:: INPUT ::
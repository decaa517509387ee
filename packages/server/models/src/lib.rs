#![cfg_attr(feature = "fail-on-warnings", deny(warnings))]
#![warn(clippy::all, clippy::pedantic, clippy::nursery, clippy::cargo)]
#![allow(clippy::multiple_crate_versions, clippy::cargo_common_metadata)]

//! API request and response types for the rate map server.
//!
//! These types are serialized to JSON for the REST API. They are separate
//! from the dataset record types to allow independent evolution of the API
//! contract.

use rate_map_dashboard_models::ViewSnapshot;
use rate_map_rates_models::{NationalAverageRecord, RateBand, Region};
use serde::{Deserialize, Serialize};
use uuid::Uuid;

/// Health check response.
#[derive(Debug, Clone, Serialize, Deserialize)]
#[serde(rename_all = "camelCase")]
pub struct ApiHealth {
    /// Whether the server is healthy.
    pub healthy: bool,
    /// Server version.
    pub version: String,
}

/// One rate band with its display styling.
#[derive(Debug, Clone, Serialize, Deserialize)]
#[serde(rename_all = "camelCase")]
pub struct ApiBand {
    /// The band.
    pub band: RateBand,
    /// Range label (e.g. `"10-15"`).
    pub label: String,
    /// Fill color.
    pub color: String,
    /// Exclusive upper bound, absent for the top band.
    pub upper_bound: Option<f64>,
}

impl From<RateBand> for ApiBand {
    fn from(band: RateBand) -> Self {
        Self {
            band,
            label: band.to_string(),
            color: band.color().to_string(),
            upper_bound: band.upper_bound(),
        }
    }
}

/// A state known to the dataset.
#[derive(Debug, Clone, Serialize, Deserialize)]
#[serde(rename_all = "camelCase")]
pub struct ApiState {
    /// Full state name.
    pub name: String,
    /// Postal abbreviation.
    pub abbreviation: String,
    /// Census region.
    pub region: Region,
    /// Short region code as written in the dataset (e.g. `"WSC"`).
    pub region_code: String,
}

/// National average series.
#[derive(Debug, Clone, Serialize, Deserialize)]
#[serde(rename_all = "camelCase")]
pub struct ApiNational {
    /// First year of the series.
    pub first_year: u16,
    /// Last year of the series.
    pub last_year: u16,
    /// One entry per year, ascending.
    pub series: Vec<NationalAverageRecord>,
}

/// Response to `POST /api/sessions`.
#[derive(Debug, Clone, Serialize, Deserialize)]
#[serde(rename_all = "camelCase")]
pub struct ApiSession {
    /// Identifier for subsequent session requests.
    pub session_id: Uuid,
    /// Initial view.
    pub view: ViewSnapshot,
}

/// Error response body.
#[derive(Debug, Clone, Serialize, Deserialize)]
#[serde(rename_all = "camelCase")]
pub struct ApiError {
    /// Human-readable message.
    pub error: String,
}

impl ApiError {
    #[must_use]
    pub fn new(error: impl Into<String>) -> Self {
        Self {
            error: error.into(),
        }
    }
}
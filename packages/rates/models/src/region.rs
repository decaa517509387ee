//! US census-style regions.
//!
//! The source table tags each state with a short bracketed region code
//! (e.g. `Alabama [ESC]`). [`Region::from_code`] maps those codes to the
//! nine named regions.

use serde::{Deserialize, Serialize};
use strum_macros::{AsRefStr, Display, EnumString};

/// One of the nine regions used for the regional comparison chart.
#[derive(
    Debug,
    Clone,
    Copy,
    PartialEq,
    Eq,
    PartialOrd,
    Ord,
    Hash,
    Serialize,
    Deserialize,
    Display,
    EnumString,
    AsRefStr,
)]
pub enum Region {
    /// CT, ME, MA, NH, RI, VT
    #[serde(rename = "New England")]
    #[strum(serialize = "New England")]
    NewEngland,
    /// NJ, NY, PA
    #[serde(rename = "Mid-Atlantic")]
    #[strum(serialize = "Mid-Atlantic")]
    MidAtlantic,
    /// IL, IN, MI, OH, WI
    #[serde(rename = "East North Central")]
    #[strum(serialize = "East North Central")]
    EastNorthCentral,
    /// IA, KS, MN, MO, NE, ND, SD
    #[serde(rename = "West North Central")]
    #[strum(serialize = "West North Central")]
    WestNorthCentral,
    /// DE, DC, FL, GA, MD, NC, SC, VA, WV
    #[serde(rename = "South Atlantic")]
    #[strum(serialize = "South Atlantic")]
    SouthAtlantic,
    /// AL, KY, MS, TN
    #[serde(rename = "East South Central")]
    #[strum(serialize = "East South Central")]
    EastSouthCentral,
    /// AR, LA, OK, TX
    #[serde(rename = "West South Central")]
    #[strum(serialize = "West South Central")]
    WestSouthCentral,
    /// AZ, CO, ID, MT, NV, NM, UT, WY
    #[serde(rename = "Mountain")]
    #[strum(serialize = "Mountain")]
    Mountain,
    /// AK, CA, HI, OR, WA
    #[serde(rename = "Pacific")]
    #[strum(serialize = "Pacific")]
    Pacific,
}

impl Region {
    /// Returns all regions.
    #[must_use]
    pub const fn all() -> &'static [Self] {
        &[
            Self::NewEngland,
            Self::MidAtlantic,
            Self::EastNorthCentral,
            Self::WestNorthCentral,
            Self::SouthAtlantic,
            Self::EastSouthCentral,
            Self::WestSouthCentral,
            Self::Mountain,
            Self::Pacific,
        ]
    }

    /// Maps a bracketed source-table region code to its region.
    ///
    /// Returns `None` for unrecognized codes.
    #[must_use]
    pub fn from_code(code: &str) -> Option<Self> {
        Self::all().iter().copied().find(|region| region.code() == code)
    }

    /// The short code used in the source table.
    #[must_use]
    pub const fn code(self) -> &'static str {
        match self {
            Self::NewEngland => "NE",
            Self::MidAtlantic => "MA",
            Self::EastNorthCentral => "ENC",
            Self::WestNorthCentral => "WNC",
            Self::SouthAtlantic => "SA",
            Self::EastSouthCentral => "ESC",
            Self::WestSouthCentral => "WSC",
            Self::Mountain => "M",
            Self::Pacific => "P",
        }
    }
}
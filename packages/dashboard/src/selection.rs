//! Resolves map clicks to a state name.

use rate_map_dashboard_models::ClickPayload;
use rate_map_dataset::DatasetStore;

/// Separator between the state name and the rest of a hover label.
pub const LABEL_SEPARATOR: &str = "<br>";

/// Resolves the clicked state from a click's payloads.
///
/// Identifiers are tried first, then hover-label text, then location
/// codes. Within a tier, payloads are tried in the order given. Only names
/// present in `store` resolve; anything else yields `None` so the caller
/// can keep its previous selection.
#[must_use]
pub fn resolve_click<'a>(store: &'a DatasetStore, payloads: &[ClickPayload]) -> Option<&'a str> {
    let by_identifier = || {
        payloads.iter().find_map(|payload| match payload {
            ClickPayload::Identifier(id) => known_state(store, id.trim()),
            ClickPayload::Label(_) | ClickPayload::Location(_) => None,
        })
    };
    let by_label = || {
        payloads.iter().find_map(|payload| match payload {
            ClickPayload::Label(text) => text
                .split_once(LABEL_SEPARATOR)
                .and_then(|(name, _)| known_state(store, name.trim())),
            ClickPayload::Identifier(_) | ClickPayload::Location(_) => None,
        })
    };
    let by_location = || {
        payloads.iter().find_map(|payload| match payload {
            ClickPayload::Location(code) => store.state_for_abbreviation(code),
            ClickPayload::Identifier(_) | ClickPayload::Label(_) => None,
        })
    };

    by_identifier().or_else(by_label).or_else(by_location)
}

fn known_state<'a>(store: &'a DatasetStore, name: &str) -> Option<&'a str> {
    store
        .states()
        .iter()
        .find(|state| state.as_str() == name)
        .map(String::as_str)
}
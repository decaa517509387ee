#![cfg_attr(feature = "fail-on-warnings", deny(warnings))]
#![warn(clippy::all, clippy::pedantic, clippy::nursery, clippy::cargo)]
#![allow(clippy::multiple_crate_versions, clippy::cargo_common_metadata)]

//! Interaction state, view derivations, and the per-session update loop
//! for the rate map dashboard.
//!
//! [`interaction::InteractionState`] is the only mutable state. Every view
//! in [`views`] is a pure function of it and the read-only
//! [`rate_map_dataset::DatasetStore`]. [`session`] serializes gestures and
//! animation ticks into one pipeline per session and publishes a fresh
//! [`rate_map_dashboard_models::ViewSnapshot`] after each change.

pub mod clock;
pub mod interaction;
pub mod selection;
pub mod session;
pub mod views;

#[cfg(test)]
mod fixtures;

pub use interaction::InteractionState;
pub use session::{
    DEFAULT_IDLE_TIMEOUT, Session, SessionError, SessionHandle, spawn_session,
};
pub use views::derive_view;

:: THE TASK ::
Each line in the records above that contains the word "EastNorthCentral" must be copied.

:: RESULT FOR THIS TASK ::
    EastNorthCentral,
            Self::EastNorthCentral,
            Self::EastNorthCentral => "ENC",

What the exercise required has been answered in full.